Proteasomes execute the degradation of most cellular proteins. Although the 20S core particle (CP) has been studied in great detail, the structure of the 19S regulatory particle (RP), which prepares ubiquitylated substrates for degradation, has remained elusive. Here, we report the crystal structure of one of the RP subunits, Rpn6, and we describe its integration into the cryo-EM density map of the 26S holocomplex at 9.1 Å resolution. Rpn6 consists of an α-solenoid-like fold and a proteasome COP9/signalosome eIF3 (PCI) module in a right-handed suprahelical configuration. Highly conserved surface areas of Rpn6 interact with the conserved surfaces of the Pre8 (alpha2) and Rpt6 subunits from the alpha and ATPase rings, respectively. The structure suggests that Rpn6 has a pivotal role in stabilizing the otherwise weak interaction between the CP and the RP.
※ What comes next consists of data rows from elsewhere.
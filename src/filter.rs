use chrono::NaiveDate;
use serde::Serialize;
use std::collections::BTreeSet;
use std::time::Instant;
use tracing::info;

use crate::records::{EmailRecord, EmailTable};

/// Date/sender/keyword narrowing applied before any aggregate is computed.
///
/// Date bounds are inclusive and compared at day granularity; a missing
/// bound is open. An empty sender set and an empty keyword do not filter.
#[derive(Debug, Clone, Default, PartialEq, Eq, Serialize)]
pub struct FilterSpec {
    pub start_date: Option<NaiveDate>,
    pub end_date: Option<NaiveDate>,
    pub senders: BTreeSet<String>,
    pub keyword: Option<String>,
}

impl FilterSpec {
    /// Filter covering the whole table; the default before any narrowing
    pub fn full_range(table: &EmailTable) -> Self {
        let (start_date, end_date) = match table.date_bounds() {
            Some((min, max)) => (Some(min), Some(max)),
            None => (None, None),
        };
        Self {
            start_date,
            end_date,
            ..Self::default()
        }
    }

    pub fn with_senders<I, S>(mut self, senders: I) -> Self
    where
        I: IntoIterator<Item = S>,
        S: Into<String>,
    {
        self.senders = senders.into_iter().map(Into::into).collect();
        self
    }

    pub fn with_keyword(mut self, keyword: impl Into<String>) -> Self {
        self.keyword = Some(keyword.into());
        self
    }

    pub fn matches(&self, record: &EmailRecord) -> bool {
        let day = record.date_only();
        if self.start_date.is_some_and(|start| day < start) {
            return false;
        }
        if self.end_date.is_some_and(|end| day > end) {
            return false;
        }
        if !self.senders.is_empty() && !self.senders.contains(&record.sender) {
            return false;
        }
        match self.keyword.as_deref().map(str::to_lowercase) {
            Some(keyword) if !keyword.is_empty() => {
                record.subject.to_lowercase().contains(&keyword)
                    || record.body.to_lowercase().contains(&keyword)
            }
            _ => true,
        }
    }
}

/// Narrow a table without touching it; source order is preserved.
pub fn apply(table: &EmailTable, spec: &FilterSpec) -> EmailTable {
    let start_time = Instant::now();
    let records: Vec<EmailRecord> = table
        .iter()
        .filter(|record| spec.matches(record))
        .cloned()
        .collect();

    info!(
        action = "complete",
        component = "filter",
        input_count = table.len(),
        output_count = records.len(),
        duration_ms = start_time.elapsed().as_millis(),
        "Applied filters"
    );
    EmailTable::new(records)
}
use anyhow::{Context, Result};
use std::fs;
use std::path::Path;
use std::time::Instant;
use tracing::{info, warn};

// Include default keywords at compile time
const DEFAULT_KEYWORDS_BYTES: &[u8] = include_bytes!("../default_cleanup_keywords.txt");

pub const KEYWORD_FILE: &str = "cleanup_keywords.txt";

fn parse_keyword_lines(content: &str) -> Vec<String> {
    content
        .lines()
        .map(str::trim)
        .filter(|line| !line.is_empty() && !line.starts_with('#'))
        .map(str::to_string)
        .collect()
}

pub fn default_cleanup_keywords() -> Result<Vec<String>> {
    let default_content = std::str::from_utf8(DEFAULT_KEYWORDS_BYTES)
        .context("Failed to decode embedded default keywords")?;
    Ok(parse_keyword_lines(default_content))
}

/// Resolve the body-cleanup keyword list: explicit file, then
/// `cleanup_keywords.txt` in the working directory, then embedded defaults.
pub fn load_cleanup_keywords(keyword_file_path: Option<&Path>) -> Result<Vec<String>> {
    let start_time = Instant::now();
    info!(
        action = "start",
        component = "keyword_loading",
        "Starting cleanup keyword loading"
    );

    let mut keywords = Vec::new();

    if let Some(path) = keyword_file_path {
        info!(action = "load", component = "keyword_file", file_path = ?path, "Loading keywords from specified file");
        if !path.exists() {
            anyhow::bail!("Keyword file not found: {:?}", path);
        }

        let content = fs::read_to_string(path)
            .with_context(|| format!("Failed to read keyword file {:?}", path))?;
        keywords = parse_keyword_lines(&content);
        if keywords.is_empty() {
            anyhow::bail!("Keyword file {:?} contains no keywords", path);
        }
        info!(action = "loaded", component = "keyword_file", keyword_count = keywords.len(), file_path = ?path, "Loaded keywords from file");
    } else {
        let default_file = Path::new(KEYWORD_FILE);
        if default_file.exists() {
            info!(action = "load", component = "default_keyword_file", file_path = ?default_file, "Loading keywords from default file");
            match fs::read_to_string(default_file) {
                Ok(content) => keywords = parse_keyword_lines(&content),
                Err(e) => {
                    warn!(action = "read", component = "default_keyword_file", error = %e, "Unreadable keyword file")
                }
            }
            info!(action = "loaded", component = "default_keyword_file", keyword_count = keywords.len(), file_path = ?default_file, "Loaded keywords from default file");
        }

        if keywords.is_empty() {
            info!(
                action = "load",
                component = "embedded_keywords",
                "Using embedded default keywords"
            );
            keywords = default_cleanup_keywords()?;
        }
    }

    info!(
        action = "complete",
        component = "keyword_loading",
        keyword_count = keywords.len(),
        duration_ms = start_time.elapsed().as_millis(),
        "Cleanup keywords ready"
    );
    Ok(keywords)
}

pub fn init_default_keywords() -> Result<()> {
    init_default_keywords_at(Path::new(KEYWORD_FILE))
}

pub fn init_default_keywords_at(target: &Path) -> Result<()> {
    if target.exists() {
        anyhow::bail!(
            "{} already exists. Remove it first if you want to reinitialize.",
            target.display()
        );
    }

    let default_content = std::str::from_utf8(DEFAULT_KEYWORDS_BYTES)
        .context("Failed to decode embedded default keywords")?;

    fs::write(target, default_content)?;
    println!("Created {} with default cleanup keywords", target.display());

    Ok(())
}

#[cfg(test)]
mod tests {
    use super::*;
    use tempfile::TempDir;

    #[test]
    fn test_default_keywords() {
        let keywords = default_cleanup_keywords().unwrap();
        assert_eq!(
            keywords,
            vec!["kind regards", "best regards", "thanks", "thank you", "sincerely"]
        );
    }

    #[test]
    fn test_parse_skips_comments_and_blanks() {
        let parsed = parse_keyword_lines("# header\n\n  cheers  \nregards\n");
        assert_eq!(parsed, vec!["cheers", "regards"]);
    }

    #[test]
    fn test_load_from_explicit_file() {
        let dir = TempDir::new().unwrap();
        let path = dir.path().join("kw.txt");
        fs::write(&path, "cheers\n").unwrap();
        assert_eq!(load_cleanup_keywords(Some(&path)).unwrap(), vec!["cheers"]);
    }

    #[test]
    fn test_load_missing_file_fails() {
        let dir = TempDir::new().unwrap();
        assert!(load_cleanup_keywords(Some(&dir.path().join("nope.txt"))).is_err());
    }

    #[test]
    fn test_init_refuses_overwrite() {
        let dir = TempDir::new().unwrap();
        let target = dir.path().join(KEYWORD_FILE);
        init_default_keywords_at(&target).unwrap();
        assert!(target.exists());
        assert!(init_default_keywords_at(&target).is_err());
    }
}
蛋白酶体执行大多数细胞蛋白质的降解。尽管 20S 核心颗粒 (CP) 已经被详细研究,但准备进行降解的泛素化底物的 19S 调节颗粒 (RP) 的结构仍然难以捉摸。在这里,我们报告了 RP 亚基之一 Rpn6 的晶体结构,并描述了它如何整合到 26S 完整复合物的 cryo-EM 密度图中,分辨率为 9.1 Å。Rpn6 由一个 α-螺线管样折叠和蛋白酶体 COP9/signalosome eIF3 (PCI) 模块以右手超螺旋构象组成。Rpn6 的高度保守表面区域与 Pre8(α2)和 Rpt6 亚基的保守表面相互作用,分别来自 α 和 ATPase 环。该结构表明,Rpn6 在稳定 CP 和 RP 之间本来较弱的相互作用方面发挥着关键作用。